Seeders / A.J. Colucci
Thomas Dunne Books / July 2014
Reviewed by: Vince A. Liaguno
For readers, half the enjoyment derived from today’s horror is in the never-ending quest to find the next malevolent source of what’s going to do us in; for writers, it’s the challenge. In an admittedly jaded age when we’ve all been there and read that, the focus has imperceptivity shifted from pure originality in concept to creative reinvention. Supernatural threats in their myriad forms, serial killers with (literal) axes to grind, and flesh-feasting zombies have long been staples in the modern horror author’s arsenal – but readers quickly tire of uninspired rehashes. Even in the perennial recycle bin of ideas, readers want to find gems of imagination and ingenuity.
A.J. Colucci doesn’t so much invent as she reinvents by dipping back into an older horror mainstay: the eco-horror subgenre. It’s territory she’s explored previously in her debut novel, The Colony, and one with a rich history in horror literature that includes The Rats by the late James Herbert (1974), Killer Crabs by Guy N. Smith (1978), The Portent by Marilyn Harris (1980), and – more recently – The Ruins by Scott Smith (2006) and Fragment by Warren Fahy (2009). In Seeders, the New Jersey native’s sophomore effort, Colucci calls to mind films like The Day of the Triffids and The Ruins with a thoroughly engrossing tale of botanical terror. Imagine M. Night Shyamalan’s atrociously misguided The Happening done right.
Upon the death of her botanist father, Isabelle Maguire travels to a remote Canadian island with her two young sons and a troubled teenage girl under her supervision for the reading of her late father’s will. Along for the ride to Sparrow Island are two other heirs to his estate: Dr. Jules Beecher, a plant neurobiologist and former protégé of the late scientist, and Ginny Shufflebottom, an elderly curmudgeon who was the deceased’s paramour and island companion for the last decade. When the reading of the will is dispensed with, it’s clear the three beneficiaries have separate agendas: One wants to re-create the late scientist’s botanical experiments, one wants to find a hidden diamond bequeathed to her amidst a riddle, and one wants to uncover the truth behind her father’s death. Two of these concurrent story arcs eventually thread their way to a satisfying conclusion; while the third feels tacked on to pad the body count.
Seeders is a decidedly ambitious horror/science fiction hybrid that reads like a Crichton-esque eco-thriller adorned with English cozy accoutrement. There’s a decidedly Agatha Christie vibe that resonates throughout, but instead of bodies piling up in the library, they’re scattered everywhere across Colucci’s fictional, fungus-infested island. And instead of a butler or mistress holding a smoking gun, it’s misunderstood plants doing everybody in with hallucinogenic, mind-controlling mold spores. Hell, there’s even a literary wink to Christie’s beloved red herring device, here in the form of homemade biscuits and a sunken wooden box.

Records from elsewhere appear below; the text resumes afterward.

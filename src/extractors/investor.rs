// src/extractors/investor.rs

// --- Imports ---
use once_cell::sync::Lazy;
use regex::Regex;

use crate::models::Investor;

// --- Field Patterns (Lazy Static) ---

static PAN_RE: Lazy<Regex> =
    Lazy::new(|| Regex::new(r"\b[A-Z]{5}[0-9]{4}[A-Z]\b").expect("Failed to compile PAN_RE"));

static EMAIL_RE: Lazy<Regex> = Lazy::new(|| {
    Regex::new(r"(?i)\b[A-Z0-9._%+-]+@[A-Z0-9.-]+\.[A-Z]{2,}\b")
        .expect("Failed to compile EMAIL_RE")
});

// Indian mobile: optional +91 prefix, ten digits led by 6-9
static MOBILE_RE: Lazy<Regex> = Lazy::new(|| {
    Regex::new(r"(?:\+\s*91[\s-]*)?\b([6-9][0-9]{9})\b").expect("Failed to compile MOBILE_RE")
});

static DP_ID_RE: Lazy<Regex> = Lazy::new(|| {
    Regex::new(r"(?i)\bdp\s*id[\s.:-]*([A-Z0-9]+)").expect("Failed to compile DP_ID_RE")
});

static CLIENT_ID_RE: Lazy<Regex> = Lazy::new(|| {
    Regex::new(r"(?i)\b(?:client|bo)\s*id[\s.:-]*([A-Z0-9]+)")
        .expect("Failed to compile CLIENT_ID_RE")
});

static NAME_LABEL_RE: Lazy<Regex> = Lazy::new(|| {
    Regex::new(r"(?i)^name[\s.:-]+(.+)$").expect("Failed to compile NAME_LABEL_RE")
});

static HONORIFIC_RE: Lazy<Regex> = Lazy::new(|| {
    Regex::new(r"(?i)^(?:mr|mrs|ms|shri|smt|dr|m/s)\.?\s+[A-Za-z]")
        .expect("Failed to compile HONORIFIC_RE")
});

// Lines that look textual but never hold the investor's name
static NON_NAME_RE: Lazy<Regex> = Lazy::new(|| {
    Regex::new(
        r"(?i)statement|account|information|details|holdings?|summary|email|mobile|phone|address|\bpan\b|folio|joint|nominee|registrar|period",
    )
    .expect("Failed to compile NON_NAME_RE")
});

/// Accumulates the investor-info section verbatim, then scrapes the fields
/// out of it once the section is complete.
#[derive(Debug, Default)]
pub struct InvestorExtractor {
    lines: Vec<String>,
}

impl InvestorExtractor {
    pub fn new() -> Self {
        Self::default()
    }

    pub fn push_line(&mut self, line: &str) {
        self.lines.push(line.trim().to_string());
    }

    /// Scrapes the accumulated section text. A missing name or PAN stays
    /// empty here; structural completeness is the validator's call.
    pub fn finalize(self) -> Investor {
        let mut investor = Investor::default();

        for line in &self.lines {
            if investor.pan.is_empty() {
                if let Some(m) = PAN_RE.find(line) {
                    investor.pan = m.as_str().to_uppercase();
                }
            }
            if investor.email.is_none() {
                if let Some(m) = EMAIL_RE.find(line) {
                    investor.email = Some(m.as_str().to_lowercase());
                }
            }
            if investor.mobile.is_none() {
                if let Some(caps) = MOBILE_RE.captures(line) {
                    investor.mobile = caps.get(1).map(|m| m.as_str().to_string());
                }
            }
            if investor.dp_id.is_none() {
                if let Some(caps) = DP_ID_RE.captures(line) {
                    investor.dp_id = caps.get(1).map(|m| m.as_str().to_string());
                }
            }
            if investor.client_id.is_none() {
                if let Some(caps) = CLIENT_ID_RE.captures(line) {
                    investor.client_id = caps.get(1).map(|m| m.as_str().to_string());
                }
            }
            if investor.name.is_empty() {
                if let Some(caps) = NAME_LABEL_RE.captures(line) {
                    if let Some(m) = caps.get(1) {
                        investor.name = m.as_str().trim().to_string();
                    }
                } else if HONORIFIC_RE.is_match(line) {
                    investor.name = line.clone();
                }
            }
        }

        // Fallback: first free-text line that plausibly is a person's name
        if investor.name.is_empty() {
            if let Some(line) = self.lines.iter().find(|l| plausible_name(l)) {
                investor.name = line.clone();
            }
        }

        tracing::debug!(
            name_found = !investor.name.is_empty(),
            pan_found = !investor.pan.is_empty(),
            "investor scrape complete"
        );
        investor
    }
}

fn plausible_name(line: &str) -> bool {
    let line = line.trim();
    line.len() >= 3
        && line.chars().any(char::is_alphabetic)
        && line
            .chars()
            .all(|c| c.is_alphabetic() || c.is_whitespace() || matches!(c, '.' | '\'' | '&'))
        && !NON_NAME_RE.is_match(line)
}

// --- Tests ---
#[cfg(test)]
mod tests {
    use super::*;

    fn scrape(lines: &[&str]) -> Investor {
        let mut x = InvestorExtractor::new();
        for line in lines {
            x.push_line(line);
        }
        x.finalize()
    }

    #[test]
    fn scrapes_labeled_fields() {
        let investor = scrape(&[
            "Statement for the period 01-Jan-2024 to 30-Jun-2024",
            "Name: Anil Kumar Sharma",
            "Email: Anil.Sharma@Example.com",
            "Mobile: +91 9876543210",
            "PAN: ABCDE1234F",
            "DP ID: IN300123 Client ID: 12345678",
        ]);
        assert_eq!(investor.name, "Anil Kumar Sharma");
        assert_eq!(investor.pan, "ABCDE1234F");
        assert_eq!(investor.email.as_deref(), Some("anil.sharma@example.com"));
        assert_eq!(investor.mobile.as_deref(), Some("9876543210"));
        assert_eq!(investor.dp_id.as_deref(), Some("IN300123"));
        assert_eq!(investor.client_id.as_deref(), Some("12345678"));
    }

    #[test]
    fn honorific_line_is_taken_as_name() {
        let investor = scrape(&["Mr. Rajesh V Iyer", "PAN: ABCDE1234F"]);
        assert_eq!(investor.name, "Mr. Rajesh V Iyer");
    }

    #[test]
    fn falls_back_to_first_plausible_free_text_line() {
        let investor = scrape(&[
            "Statement for the period 01-Jan-2024 to 30-Jun-2024",
            "Anil Kumar Sharma",
            "42 MG Road, Pune 411001",
        ]);
        assert_eq!(investor.name, "Anil Kumar Sharma");
    }

    #[test]
    fn missing_fields_stay_unset() {
        let investor = scrape(&["Statement for the period 01-Jan-2024 to 30-Jun-2024"]);
        assert!(investor.name.is_empty());
        assert!(investor.pan.is_empty());
        assert!(investor.email.is_none());
        assert!(investor.mobile.is_none());
    }

    #[test]
    fn folio_digits_are_not_mistaken_for_mobile() {
        let investor = scrape(&["Folio No: 12345678/90"]);
        assert!(investor.mobile.is_none());
    }
}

Colucci wisely grounds the novel’s central concept – plant communication with humans – in some accessible real-life scientific theory. It’s this scientific realism that helps the reader excuse the author her convenient genre contrivances – the isolated island setting, the expedient weather event, the self-serving diaries of the deceased mad scientist, a solitary source of communication with the mainland that’s waylaid early on. Even when the reader’s attention is pulled from Colucci’s fast-moving narrative by the occasional heavy-handed environmental sermonizing or the gawky teen love story wedged in here, it’s easy to forgive the author.
Less forgivable is the extraneous character of Ginny Shufflebottom. From the incongruous whimsicality of the character’s surname to her lack of narrative purpose, the elderly Brit seems to be played for either comedic effect or a not-so-subtle homage to Christie’s Miss Marple that – on both counts, unfortunately – miss the mark. As annoying as when she’s on the canvas, it’s even more irritating when she disappears for what feels like chapters at a time. She’s ultimately a character that feels inexplicably appended without function to the cast or larger story.

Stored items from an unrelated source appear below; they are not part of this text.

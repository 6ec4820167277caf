// src/main.rs

use std::fs;
use std::path::PathBuf;

use clap::Parser;

use cas_parser::utils::logging;
use cas_parser::{document, parse_document, AppError};

/// Command Line Interface for the CAS statement parser
#[derive(Parser, Debug)]
#[command(author, version, about, long_about = None)]
struct Args {
    /// Path to the extracted statement text (pages separated by form feed)
    document: PathBuf,

    /// Write the statement JSON here instead of stdout
    #[arg(short, long)]
    output: Option<PathBuf>,

    /// Statement passphrase, forwarded to the upstream extraction step
    #[arg(short, long)]
    passphrase: Option<String>,

    /// Print only the validation report
    #[arg(long)]
    validate_only: bool,

    /// Increase log verbosity (-v: debug, -vv: trace)
    #[arg(short, long, action = clap::ArgAction::Count, conflicts_with = "quiet")]
    verbose: u8,

    /// Log errors only
    #[arg(short, long)]
    quiet: bool,
}

fn main() -> Result<(), AppError> {
    // 1. Parse CLI arguments
    let args = Args::parse();

    // 2. Setup logging (RUST_LOG overrides the verbosity flags)
    let default_level = if args.quiet {
        "error"
    } else {
        match args.verbose {
            0 => "info",
            1 => "debug",
            _ => "trace",
        }
    };
    logging::setup_logging(default_level);
    tracing::debug!("starting with args: {:?}", args);

    // 3. Load the extracted statement text
    let doc = document::load_text_file(&args.document, args.passphrase.as_deref())?;
    tracing::info!(pages = doc.total_pages(), "loaded {}", args.document.display());

    // 4. Parse; structural failure is the only fatal path
    let statement = parse_document(&doc)?;

    // 5. Serialize the requested view
    let json = if args.validate_only {
        serde_json::to_string_pretty(&statement.validation)?
    } else {
        statement.to_json()?
    };

    // 6. Emit
    match &args.output {
        Some(path) => {
            fs::write(path, json)?;
            tracing::info!("wrote {}", path.display());
        }
        None => println!("{}", json),
    }

    // 7. Summary; validation findings never affect the exit code
    tracing::info!(
        holdings = statement.holdings.len(),
        transactions = statement.transactions.len(),
        errors = statement.validation.error_count(),
        warnings = statement.validation.warning_count(),
        valid = statement.validation.is_valid,
        "done"
    );

    Ok(())
}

Fortunately for Colucci – and her readers – these shortcomings don’t eclipse the nail-biting tension generated in this clever cautionary fable in which human egotism is blindsided by ecological rebellion. Horror aficionados will bask in the gory set pieces while devotees of the thriller format will find much to appreciate in Colucci’s breakneck pacing.
With Seeders, A.J. Colucci reaches into the nature-run-amok arena to craft an imaginative, breathlessly-plotted genre mash-up that thrills, chills, and may just have you taking a kinder, gentler approach with your own houseplants.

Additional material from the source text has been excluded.